Data shown
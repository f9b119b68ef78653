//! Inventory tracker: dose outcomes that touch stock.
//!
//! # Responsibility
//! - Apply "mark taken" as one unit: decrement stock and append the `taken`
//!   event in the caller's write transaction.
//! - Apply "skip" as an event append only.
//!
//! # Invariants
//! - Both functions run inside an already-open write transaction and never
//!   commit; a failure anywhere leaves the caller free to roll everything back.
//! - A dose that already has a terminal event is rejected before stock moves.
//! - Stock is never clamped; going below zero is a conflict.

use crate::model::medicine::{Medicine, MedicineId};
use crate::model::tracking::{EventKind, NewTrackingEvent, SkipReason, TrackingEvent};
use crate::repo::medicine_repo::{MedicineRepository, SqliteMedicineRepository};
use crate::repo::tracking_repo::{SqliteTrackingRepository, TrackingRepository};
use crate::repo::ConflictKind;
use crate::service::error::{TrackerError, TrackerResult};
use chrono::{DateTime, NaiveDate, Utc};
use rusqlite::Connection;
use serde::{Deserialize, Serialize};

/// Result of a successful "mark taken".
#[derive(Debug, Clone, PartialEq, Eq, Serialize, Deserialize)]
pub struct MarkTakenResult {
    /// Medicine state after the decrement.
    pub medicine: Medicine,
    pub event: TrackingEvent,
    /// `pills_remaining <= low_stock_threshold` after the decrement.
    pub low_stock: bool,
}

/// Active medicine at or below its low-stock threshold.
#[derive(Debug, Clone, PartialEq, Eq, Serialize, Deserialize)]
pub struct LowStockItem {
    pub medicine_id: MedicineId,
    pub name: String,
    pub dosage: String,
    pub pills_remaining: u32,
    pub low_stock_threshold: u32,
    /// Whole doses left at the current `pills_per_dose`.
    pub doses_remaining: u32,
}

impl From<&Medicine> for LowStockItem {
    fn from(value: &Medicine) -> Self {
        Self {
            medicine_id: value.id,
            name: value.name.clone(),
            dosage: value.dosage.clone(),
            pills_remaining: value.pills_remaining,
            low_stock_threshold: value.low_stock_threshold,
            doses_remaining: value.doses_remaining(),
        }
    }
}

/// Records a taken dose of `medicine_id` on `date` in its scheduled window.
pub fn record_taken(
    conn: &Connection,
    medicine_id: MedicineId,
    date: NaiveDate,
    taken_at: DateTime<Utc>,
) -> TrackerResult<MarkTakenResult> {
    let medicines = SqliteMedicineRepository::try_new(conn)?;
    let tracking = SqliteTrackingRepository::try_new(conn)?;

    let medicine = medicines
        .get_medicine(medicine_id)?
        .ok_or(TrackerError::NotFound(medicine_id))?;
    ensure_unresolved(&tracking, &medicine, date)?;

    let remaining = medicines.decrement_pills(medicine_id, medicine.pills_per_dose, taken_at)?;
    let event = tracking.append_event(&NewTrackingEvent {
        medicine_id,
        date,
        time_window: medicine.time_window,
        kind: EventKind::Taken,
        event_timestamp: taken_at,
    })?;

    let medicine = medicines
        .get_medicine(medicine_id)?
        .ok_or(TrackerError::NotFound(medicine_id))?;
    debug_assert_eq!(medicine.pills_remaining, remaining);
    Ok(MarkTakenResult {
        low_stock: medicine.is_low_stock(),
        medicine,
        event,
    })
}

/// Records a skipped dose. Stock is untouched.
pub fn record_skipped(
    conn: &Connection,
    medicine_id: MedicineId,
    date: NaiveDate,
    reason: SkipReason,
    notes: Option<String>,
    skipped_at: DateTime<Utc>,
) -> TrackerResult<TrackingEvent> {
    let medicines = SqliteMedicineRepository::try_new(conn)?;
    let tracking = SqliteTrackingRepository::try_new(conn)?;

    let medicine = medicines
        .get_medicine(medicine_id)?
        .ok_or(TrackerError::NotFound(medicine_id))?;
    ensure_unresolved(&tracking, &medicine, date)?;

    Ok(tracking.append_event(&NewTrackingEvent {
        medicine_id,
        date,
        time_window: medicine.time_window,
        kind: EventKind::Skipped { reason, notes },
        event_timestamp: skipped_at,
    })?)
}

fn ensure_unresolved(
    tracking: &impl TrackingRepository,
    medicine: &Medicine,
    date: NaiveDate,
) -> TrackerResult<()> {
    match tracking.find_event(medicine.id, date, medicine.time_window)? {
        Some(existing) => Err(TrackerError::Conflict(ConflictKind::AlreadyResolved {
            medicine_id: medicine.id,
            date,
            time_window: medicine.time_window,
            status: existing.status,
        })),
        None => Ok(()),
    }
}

Exercise objective
The full set of records should be duplicated exactly.

Result for this task
repository f9b119b68ef78653
//! Inventory tracker: dose outcomes that touch stock.
//!
//! # Responsibility
//! - Apply "mark taken" as one unit: decrement stock and append the `taken`
//!   event in the caller's write transaction.
//! - Apply "skip" as an event append only.
//!
//! # Invariants
//! - Both functions run inside an already-open write transaction and never
//!   commit; a failure anywhere leaves the caller free to roll everything back.
//! - A dose that already has a terminal event is rejected before stock moves.
//! - Stock is never clamped; going below zero is a conflict.

use crate::model::medicine::{Medicine, MedicineId};
use crate::model::tracking::{EventKind, NewTrackingEvent, SkipReason, TrackingEvent};
use crate::repo::medicine_repo::{MedicineRepository, SqliteMedicineRepository};
use crate::repo::tracking_repo::{SqliteTrackingRepository, TrackingRepository};
use crate::repo::ConflictKind;
use crate::service::error::{TrackerError, TrackerResult};
use chrono::{DateTime, NaiveDate, Utc};
use rusqlite::Connection;
use serde::{Deserialize, Serialize};

/// Result of a successful "mark taken".
#[derive(Debug, Clone, PartialEq, Eq, Serialize, Deserialize)]
pub struct MarkTakenResult {
    /// Medicine state after the decrement.
    pub medicine: Medicine,
    pub event: TrackingEvent,
    /// `pills_remaining <= low_stock_threshold` after the decrement.
    pub low_stock: bool,
}

/// Active medicine at or below its low-stock threshold.
#[derive(Debug, Clone, PartialEq, Eq, Serialize, Deserialize)]
pub struct LowStockItem {
    pub medicine_id: MedicineId,
    pub name: String,
    pub dosage: String,
    pub pills_remaining: u32,
    pub low_stock_threshold: u32,
    /// Whole doses left at the current `pills_per_dose`.
    pub doses_remaining: u32,
}

impl From<&Medicine> for LowStockItem {
    fn from(value: &Medicine) -> Self {
        Self {
            medicine_id: value.id,
            name: value.name.clone(),
            dosage: value.dosage.clone(),
            pills_remaining: value.pills_remaining,
            low_stock_threshold: value.low_stock_threshold,
            doses_remaining: value.doses_remaining(),
        }
    }
}

/// Records a taken dose of `medicine_id` on `date` in its scheduled window.
pub fn record_taken(
    conn: &Connection,
    medicine_id: MedicineId,
    date: NaiveDate,
    taken_at: DateTime<Utc>,
) -> TrackerResult<MarkTakenResult> {
    let medicines = SqliteMedicineRepository::try_new(conn)?;
    let tracking = SqliteTrackingRepository::try_new(conn)?;

    let medicine = medicines
        .get_medicine(medicine_id)?
        .ok_or(TrackerError::NotFound(medicine_id))?;
    ensure_unresolved(&tracking, &medicine, date)?;

    let remaining = medicines.decrement_pills(medicine_id, medicine.pills_per_dose, taken_at)?;
    let event = tracking.append_event(&NewTrackingEvent {
        medicine_id,
        date,
        time_window: medicine.time_window,
        kind: EventKind::Taken,
        event_timestamp: taken_at,
    })?;

    let medicine = medicines
        .get_medicine(medicine_id)?
        .ok_or(TrackerError::NotFound(medicine_id))?;
    debug_assert_eq!(medicine.pills_remaining, remaining);
    Ok(MarkTakenResult {
        low_stock: medicine.is_low_stock(),
        medicine,
        event,
    })
}

/// Records a skipped dose. Stock is untouched.
pub fn record_skipped(
    conn: &Connection,
    medicine_id: MedicineId,
    date: NaiveDate,
    reason: SkipReason,
    notes: Option<String>,
    skipped_at: DateTime<Utc>,
) -> TrackerResult<TrackingEvent> {
    let medicines = SqliteMedicineRepository::try_new(conn)?;
    let tracking = SqliteTrackingRepository::try_new(conn)?;

    let medicine = medicines
        .get_medicine(medicine_id)?
        .ok_or(TrackerError::NotFound(medicine_id))?;
    ensure_unresolved(&tracking, &medicine, date)?;

    Ok(tracking.append_event(&NewTrackingEvent {
        medicine_id,
        date,
        time_window: medicine.time_window,
        kind: EventKind::Skipped { reason, notes },
        event_timestamp: skipped_at,
    })?)
}

fn ensure_unresolved(
    tracking: &impl TrackingRepository,
    medicine: &Medicine,
    date: NaiveDate,
) -> TrackerResult<()> {
    match tracking.find_event(medicine.id, date, medicine.time_window)? {
        Some(existing) => Err(TrackerError::Conflict(ConflictKind::AlreadyResolved {
            medicine_id: medicine.id,
            date,
            time_window: medicine.time_window,
            status: existing.status,
        })),
        None => Ok(()),
    }
}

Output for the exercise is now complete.